[Stored items]
= Beginning of Section =

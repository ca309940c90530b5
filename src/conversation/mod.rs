//! Conversation engine abstraction.
//!
//! The chat protocol only talks to [`ConversationEngine`]; history storage is injected
//! through [`HistoryManager`] so engines never touch the database themselves.

mod engine;
mod openai;

pub use engine::{
    ChatMessage, Conversation, ConversationEngine, EngineError, HistoryManager, MessageRole,
    TokenUsage,
};
pub use openai::{ApiKeySource, OpenAIEngine, OpenAIEngineSettings};
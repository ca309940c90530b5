//! Common test infrastructure
//!
//! This module provides all the infrastructure needed for end-to-end tests.
//! Tests should only import from this module, not from internal submodules.
//!
//! # Example
//!
//! ```no_run
//! mod common;
//! use common::{TestServer, ChatClient, NOTIFY_NEW_CONVERSATION};
//!
//! #[tokio::test]
//! async fn test_connect() {
//!     let server = TestServer::spawn().await;
//!     let mut chat = ChatClient::connect(&server, None).await;
//!
//!     let greeting = chat.next_frame().await.unwrap();
//!     assert_eq!(greeting["payload"], NOTIFY_NEW_CONVERSATION);
//! }
//! ```

mod client;
mod constants;
mod engine;
mod server;

// Public API - this is what tests import
pub use client::{ChatClient, ClientFrame, TestClient};
pub use constants::*;
#[allow(unused_imports)]
pub use engine::ScriptedEngine;
pub use server::TestServer;
use serde::Serialize;

use crate::user::UserId;

/// A chat session row.
#[derive(Debug, Clone, PartialEq, Eq, Serialize)]
pub struct ChatSession {
    pub id: i64,
    pub user_id: UserId,
    pub session_id: String,
    /// UTC date the session was opened, `YYYY-MM-DD`.
    pub started_date: String,
    /// Offset of the server clock when the session was opened, `+HH:MM`.
    pub user_timezone: String,
    pub created_at: i64,
    pub updated_at: i64,
    pub finished_at: Option<i64>,
    pub archived_at: Option<i64>,
    /// Seconds between creation and finish, filled in on archive.
    pub chat_duration: Option<i64>,
}

#[derive(Debug, Clone, Copy, PartialEq, Eq)]
pub enum SessionState {
    Active,
    Finished,
    Archived,
}

impl ChatSession {
    pub fn state(&self) -> SessionState {
        if self.archived_at.is_some() {
            SessionState::Archived
        } else if self.finished_at.is_some() {
            SessionState::Finished
        } else {
            SessionState::Active
        }
    }
}

/// Result of the check-and-reactivate step run before a message is handled.
#[derive(Debug, Clone, PartialEq, Eq)]
pub enum MessageGate {
    /// The session was already active.
    Active(ChatSession),
    /// The session was finished and has been made active again.
    Reactivated(ChatSession),
    Archived,
    Missing,
}

#[derive(Debug, Clone, Copy, PartialEq, Eq)]
pub enum FinalizeOutcome {
    Finalized,
    AlreadyFinished,
    AlreadyArchived,
}

#[derive(Debug, Clone, PartialEq, Eq)]
pub enum ArchiveOutcome {
    Archived(ChatSession),
    AlreadyArchived(ChatSession),
    Missing,
}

= End of Section =

> YOUR GOAL
From the data above, how many lines contain the word "module"? Give the number alone.

> RESULT
2